CrossFit - Greg Glassman

Eat meat and vegetables, nuts and seeds, some fruit, little starch and no sugar. Keep intake to levels that will support exercise but not body fat. Practice and train major lifts: Deadlift, clean, squat, presses, C&J, and snatch. Similarly, master the basics of gymnastics: pull-ups, dips, rope climb, push-ups, sit-ups, presses to handstand, pirouettes, flips, splits, and holds. Bike, run, swim, row, etc, hard and fast. Five or six days per week mix these elements in as many combinations and patterns as creativity will allow. Routine is the enemy. Keep workouts short and intense. Regularly learn and play new sports. - Greg Glassman

CrossFit is constantly varied functional movements performed at high intensity.

Monday, October 12, 2015

Olympic Weightlifting

This weekend, I had the opportunity to participate in an Olympic Weightlifting workshop hosted by MBS II CrossFit in Arvada.  There were 15 participants (half guys, half girls) and 1 coach.  Our coach has competed nationally and is passionate about Olympic lifting.  After a 15 minute warm up we started to talk about lifting in general.  Olympic lifting at its core is a jump and a land.  A statistic thrown around was that 90% of missed lifts could be traced to the feet.

We started with the Snatch and foot drills, going from a deadlift position to a squat position.  We did drills moving from hang position to hip drive position.  We did drills going from ground to hang position focusing on pivoting the knees back and out of the way.  Even in the deadlift position vertical shins was the goal.  We eventually got to high elbows and dropping under the bar.  We worked exclusively with PVC and spent about 45 minutes on the snatch.

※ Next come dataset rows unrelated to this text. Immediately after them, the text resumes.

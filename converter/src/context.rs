//! Conversion context: options plus rate-limited logging state.

use std::collections::HashMap;

use crate::options::ConverterOptions;

/// Categories of high-frequency warnings that are rate limited.
#[derive(Debug, Clone, Copy, PartialEq, Eq, Hash)]
pub enum WarningKind {
    /// A resample time fell outside a channel's keyframe range.
    TimeOutOfRange,
    /// A keyframe uses an interpolation kernel that is not implemented.
    UnsupportedInterpolation,
    /// A Bezier/Hermite keyframe has no tangents.
    MissingTangents,
}

impl WarningKind {
    fn label(self) -> &'static str {
        match self {
            Self::TimeOutOfRange => "animation time out of range",
            Self::UnsupportedInterpolation => "unsupported interpolation",
            Self::MissingTangents => "missing tangents",
        }
    }
}

/// Logs the first `limit` warnings of each kind, then one suppression notice.
#[derive(Debug)]
pub struct WarningLimiter {
    limit: usize,
    counts: HashMap<WarningKind, usize>,
}

impl WarningLimiter {
    /// Create a limiter that lets `limit` warnings of each kind through.
    pub fn new(limit: usize) -> Self {
        Self {
            limit,
            counts: HashMap::new(),
        }
    }

    /// Log a warning of the given kind unless the kind is already suppressed.
    ///
    /// The message is built lazily, only when it is actually logged.
    /// Returns `true` if the message was logged.
    pub fn warn(&mut self, kind: WarningKind, message: impl FnOnce() -> String) -> bool {
        let count = self.counts.entry(kind).or_insert(0);
        *count += 1;
        if *count <= self.limit {
            log::warn!("{}", message());
            true
        } else {
            if *count == self.limit + 1 {
                log::warn!("Further '{}' warnings suppressed", kind.label());
            }
            false
        }
    }

    /// Number of warnings of this kind seen so far, logged or not.
    pub fn count(&self, kind: WarningKind) -> usize {
        self.counts.get(&kind).copied().unwrap_or(0)
    }
}

/// State threaded through every conversion stage.
#[derive(Debug)]
pub struct ConvertContext {
    pub options: ConverterOptions,
    pub warnings: WarningLimiter,
}

impl ConvertContext {
    /// Create a context for the given options.
    pub fn new(options: ConverterOptions) -> Self {
        let warnings = WarningLimiter::new(options.warning_limit);
        Self { options, warnings }
    }
}

impl Default for ConvertContext {
    fn default() -> Self {
        Self::new(ConverterOptions::default())
    }
}

#[cfg(test)]
mod tests {
    use super::*;

    #[test]
    fn limiter_suppresses_after_limit() {
        let mut limiter = WarningLimiter::new(2);
        assert!(limiter.warn(WarningKind::TimeOutOfRange, || "a".into()));
        assert!(limiter.warn(WarningKind::TimeOutOfRange, || "b".into()));
        assert!(!limiter.warn(WarningKind::TimeOutOfRange, || "c".into()));
        assert!(!limiter.warn(WarningKind::TimeOutOfRange, || "d".into()));
        assert_eq!(limiter.count(WarningKind::TimeOutOfRange), 4);
    }

    #[test]
    fn limiter_counts_kinds_independently() {
        let mut limiter = WarningLimiter::new(1);
        assert!(limiter.warn(WarningKind::TimeOutOfRange, || "a".into()));
        assert!(limiter.warn(WarningKind::MissingTangents, || "b".into()));
        assert!(!limiter.warn(WarningKind::TimeOutOfRange, || "c".into()));
        assert_eq!(limiter.count(WarningKind::UnsupportedInterpolation), 0);
    }
}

The next 20-30 minutes we spent on the clean.  A lot of the technique is similar, except for obviously catching the bar in the rack position.  We then spent another 15 minute on the jerk.  I determined that my dominant forward foot is my left foot.  We again spent the majority of time on foot position.

Finally we wrapped up with 20-30 minutes of light barbells.  James and I worked out with 55# which felt good and reinforced all of the technique work we had done to that point.  It was a lot of information to take in, but every pearl of wisdom will pay dividends in my performance and safety.